RFR: 8320234: Merge doclint.Env.AccessKind with tool.AccessKind
Pavel Rappo
prappo at openjdk.org
Mon Nov 20 17:22:39 UTC 2023
On Mon, 20 Nov 2023 17:13:47 GMT, Jonathan Gibbons <jjg at openjdk.org> wrote:
>>> For better or worse, every enum exposes its constants' declaration order. That order may unexpectedly become relied upon elsewhere, and the author of the enum cannot do anything about it. T
>>
>> Since any `enum` implements `Comparable`, it is not reasonable to say that the order may be relied on "unexpectedly". It is an intentionally defined feature of the language design.
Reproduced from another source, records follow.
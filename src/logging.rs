//! Log setup for hosts embedding the UI.

use tracing_subscriber::EnvFilter;

use crate::config::UiConfig;

const DEFAULT_FILTER: &str = "wallet_ui=info";

/// Filter directive: `RUST_LOG` wins over `WALLET_UI_LOG`, which wins over the default.
pub fn filter_directive(config: &UiConfig) -> String {
    match std::env::var("RUST_LOG") {
        Ok(value) if !value.trim().is_empty() => value,
        _ => config
            .log_filter
            .clone()
            .unwrap_or_else(|| DEFAULT_FILTER.to_string()),
    }
}

/// Install a stderr fmt subscriber. Returns `false` when one was already installed.
pub fn init(config: &UiConfig) -> bool {
    let directive = filter_directive(config);
    let filter = EnvFilter::try_new(&directive).unwrap_or_else(|_| EnvFilter::new(DEFAULT_FILTER));
    tracing_subscriber::fmt()
        .with_env_filter(filter)
        .with_writer(std::io::stderr)
        .with_target(true)
        .try_init()
        .is_ok()
}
And the author _can_ do something about it: the author can choose not to reorder constants when the order is significant.
>>
>> A more interesting design, back in the day, might have been to make `Comparable` an opt-in super type, but that's 20-20 hindsight and not the case.
>
> While it is not _necessary_ to indicate that an enum implements `Comparable`, it is permissible to state it explicitly, such as in `enum Foo implements Comparable<Foo> { foo1, foo2 }`. which is a somewhat more linguistic way of writing `/** The order of the constants is important. */ enum Foo { foo1, foo2 }`
> Since any `enum` implements `Comparable`, it is not reasonable to say that the order may be relied on "unexpectedly".
What I mean is that not every enum client uses `compareTo()` or `values()[0]` and `values()[values().length - 1]` to get the opposite extremes of a certain enum class. Not every client uses `EnumSet.range`. However, given enough time, they likely, eventually will.